The strongest combinations pair a shortage method with anything else: maths with another subject, science with maths, or English with a language. Even a competitive primary qualification becomes more flexible with a specialist strength a school can use (a language, a music specialism, or a learning-support focus).

Act on this early. Choosing a second method is easiest while you are still selecting electives, because adding a teaching method usually requires a set number of discipline units that are hard to backfill later. If you are a career changer, your prior degree may already give you a second method you have not thought to use.

5. The trade-offs nobody mentions

Choosing a shortage subject for employability is sound, but go in with eyes open.

  • Shortage can route you toward harder-to-staff schools.
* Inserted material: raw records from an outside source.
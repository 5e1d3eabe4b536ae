//! Route dispatch.
//!
//! A [`RouteTable`] maps a method and a path pattern to a handler. Patterns
//! are slash-separated segments; a segment written `:name` (or `{name}`)
//! captures one non-empty path segment as a parameter.
//!
//! # Matching Rules
//!
//! - Literal segments compare case-insensitively (`/USERS` matches `/users`)
//! - One trailing slash on the request path is ignored
//! - A `GET` route also answers `HEAD`
//! - Routes are tried in registration order; the first match wins
//!
//! Captured parameters are percent-decoded before the handler sees them. A
//! segment that does not decode to UTF-8 is passed through as written.

use std::sync::Arc;

use async_trait::async_trait;
use http::Method;
use tracing::debug;

use super::context::{Outcome, Reply, RequestContext, Stage};
use crate::error::ApiError;

// =============================================================================
// Handler Contract
// =============================================================================

/// Produces the reply for a matched route.
///
/// Handlers are synchronous: everything they need is already in memory.
/// Returning `Err` hands the failure to the error translator.
pub trait RouteHandler: Send + Sync {
    fn call(&self, ctx: &RequestContext) -> Result<Reply, ApiError>;
}

impl<F> RouteHandler for F
where
    F: Fn(&RequestContext) -> Result<Reply, ApiError> + Send + Sync,
{
    fn call(&self, ctx: &RequestContext) -> Result<Reply, ApiError> {
        self(ctx)
    }
}

// =============================================================================
// Path Patterns
// =============================================================================

#[derive(Debug, Clone, PartialEq, Eq)]
enum Segment {
    Literal(String),
    Param(String),
}

/// A parsed route pattern such as `/users/:id`.
#[derive(Debug, Clone, PartialEq, Eq)]
pub struct PathPattern {
    raw: String,
    segments: Vec<Segment>,
}

impl PathPattern {
    pub fn parse(pattern: &str) -> Self {
        let segments = split_segments(pattern)
            .map(|segment| {
                if let Some(name) = segment.strip_prefix(':') {
                    Segment::Param(name.to_string())
                } else if let Some(name) = segment
                    .strip_prefix('{')
                    .and_then(|rest| rest.strip_suffix('}'))
                {
                    Segment::Param(name.to_string())
                } else {
                    Segment::Literal(segment.to_string())
                }
            })
            .collect();

        Self {
            raw: pattern.to_string(),
            segments,
        }
    }

    /// The pattern as written.
    pub fn as_str(&self) -> &str {
        &self.raw
    }

    /// Match a request path, returning the raw (still encoded) parameters.
    pub fn matches(&self, path: &str) -> Option<Vec<(String, String)>> {
        let mut params = Vec::new();
        let mut parts = split_segments(path);

        for segment in &self.segments {
            let part = parts.next()?;
            match segment {
                Segment::Literal(literal) => {
                    if !part.eq_ignore_ascii_case(literal) {
                        return None;
                    }
                }
                Segment::Param(name) => {
                    if part.is_empty() {
                        return None;
                    }
                    params.push((name.clone(), part.to_string()));
                }
            }
        }

        if parts.next().is_some() {
            return None;
        }
        Some(params)
    }
}

/// Split a path into segments, dropping the leading slash and one trailing slash.
fn split_segments(path: &str) -> impl Iterator<Item = &str> {
    let path = path.strip_prefix('/').unwrap_or(path);
    let path = path.strip_suffix('/').unwrap_or(path);
    // The root path has no segments at all
    path.split('/').filter(move |_| !path.is_empty())
}

/// Percent-decode captured parameters, keeping undecodable ones raw.
fn decode_params(raw: Vec<(String, String)>) -> Vec<(String, String)> {
    raw.into_iter()
        .map(|(name, value)| match urlencoding::decode(&value) {
            Ok(decoded) => (name, decoded.into_owned()),
            Err(_) => {
                debug!(param = %name, value = %value, "Param is not valid UTF-8, keeping raw");
                (name, value)
            }
        })
        .collect()
}

// =============================================================================
// Route Table
// =============================================================================

struct Route {
    method: Method,
    pattern: PathPattern,
    handler: Arc<dyn RouteHandler>,
}

impl Route {
    fn accepts(&self, method: &Method) -> bool {
        self.method == *method || (self.method == Method::GET && *method == Method::HEAD)
    }
}

/// Ordered list of routes.
#[derive(Default)]
pub struct RouteTable {
    routes: Vec<Route>,
}

impl RouteTable {
    pub fn new() -> Self {
        Self::default()
    }

    /// Register a route. Later registrations never shadow earlier ones.
    pub fn route<H>(mut self, method: Method, pattern: &str, handler: H) -> Self
    where
        H: RouteHandler + 'static,
    {
        self.routes.push(Route {
            method,
            pattern: PathPattern::parse(pattern),
            handler: Arc::new(handler),
        });
        self
    }

    /// Append every route of another table.
    pub fn merge(mut self, other: RouteTable) -> Self {
        self.routes.extend(other.routes);
        self
    }

    pub fn len(&self) -> usize {
        self.routes.len()
    }

    pub fn is_empty(&self) -> bool {
        self.routes.is_empty()
    }

    /// `(method, pattern)` of every route in registration order.
    pub fn describe(&self) -> Vec<(Method, String)> {
        self.routes
            .iter()
            .map(|route| (route.method.clone(), route.pattern.as_str().to_string()))
            .collect()
    }

    fn find(&self, method: &Method, path: &str) -> Option<(&Route, Vec<(String, String)>)> {
        self.routes.iter().find_map(|route| {
            if !route.accepts(method) {
                return None;
            }
            route.pattern.matches(path).map(|params| (route, params))
        })
    }
}

impl std::fmt::Debug for RouteTable {
    fn fmt(&self, f: &mut std::fmt::Formatter<'_>) -> std::fmt::Result {
        f.debug_list().entries(self.describe()).finish()
    }
}

// =============================================================================
// Dispatcher Stage
// =============================================================================

/// Pipeline stage invoking the handler of the first matching route.
///
/// Continues when nothing matches so the catch-all can answer.
#[derive(Debug)]
pub struct Dispatcher {
    table: RouteTable,
}

impl Dispatcher {
    pub fn new(table: RouteTable) -> Self {
        Self { table }
    }

    pub fn table(&self) -> &RouteTable {
        &self.table
    }
}

#[async_trait]
impl Stage for Dispatcher {
    fn name(&self) -> &'static str {
        "dispatcher"
    }

    async fn handle(&self, ctx: &mut RequestContext) -> Outcome {
        let Some((route, raw_params)) = self.table.find(ctx.method(), ctx.path()) else {
            return Outcome::Continue;
        };

        let params = decode_params(raw_params);

        debug!(
            method = %ctx.method(),
            pattern = route.pattern.as_str(),
            "Dispatching request"
        );
        ctx.set_params(params);

        match route.handler.call(ctx) {
            Ok(reply) => Outcome::Respond(reply),
            Err(err) => Outcome::Fail(err),
        }
    }
}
The roles that are easiest to get are sometimes the ones other teachers avoided, including regional, remote, or high-need settings. That can be a great early-career move, especially with incentives, but it is worth knowing.
  • You may be asked to teach out-of-field or carry a demanding timetable. When a school is short, the shortage teacher absorbs the pressure.
  • Subject expertise is not pedagogy. Being good at maths is not the same as being good at teaching maths. A shortage method gets you in the door; you still have to learn the craft.

None of these outweigh the employability advantage of a shortage method. They are simply the reason that "study maths, get a job" is true but incomplete. Choose a high-demand method if you can see yourself teaching it well, not just because it is in demand.

? Frequently asked questions

What teaching subjects are most in demand in Australia?

Secondary maths, the sciences (especially physics and chemistry), digital technologies, special education, languages, and early childhood are the clearest national shortages. Secondary maths is the standout, with a large share of classes taught out-of-field by teachers without a maths qualification. These subjects appear on state shortage and skilled-migration lists across the country.

Is it easier to get a teaching job in primary or secondary?

It depends on location and method. Metropolitan primary generalist is one of the most competitive entry markets because graduates compete in one large pool. Secondary depends entirely on your method: a maths or science teacher is in high demand, while a non-shortage method is more competitive. Regional and remote roles are far easier to get in both primary and secondary.

Do you need two teaching methods?

You do not strictly need two, but a strong second teaching method widens your options more than almost anything else. A teacher who can be timetabled across two subjects is much easier for a school to employ permanently. Adding a method is easiest while you are still choosing electives, so decide early.

Which teaching subjects have a shortage?

The acute shortages are secondary maths, physics and chemistry, digital technologies, special education, and languages, with early childhood also on shortage lists nationally. Shortages are worse in regional and remote areas across almost every subject.

Does choosing a shortage subject get you a permanent job faster?

Usually yes. Shortage subjects mean more vacancies than candidates, which translates into faster permanency, more choice of location, and priority access to graduate programs and incentives. The trade-off is that some of the easiest roles to get are in harder-to-staff schools, and you may be asked to teach a demanding load.

Is primary teaching oversupplied?

In metropolitan areas, primary generalist is one of the more competitive markets, with more graduates than vacancies, so permanency can take longer. The same primary qualification is far more employable in regional and remote areas, where positions go unfilled. Willingness to teach regionally changes the picture significantly.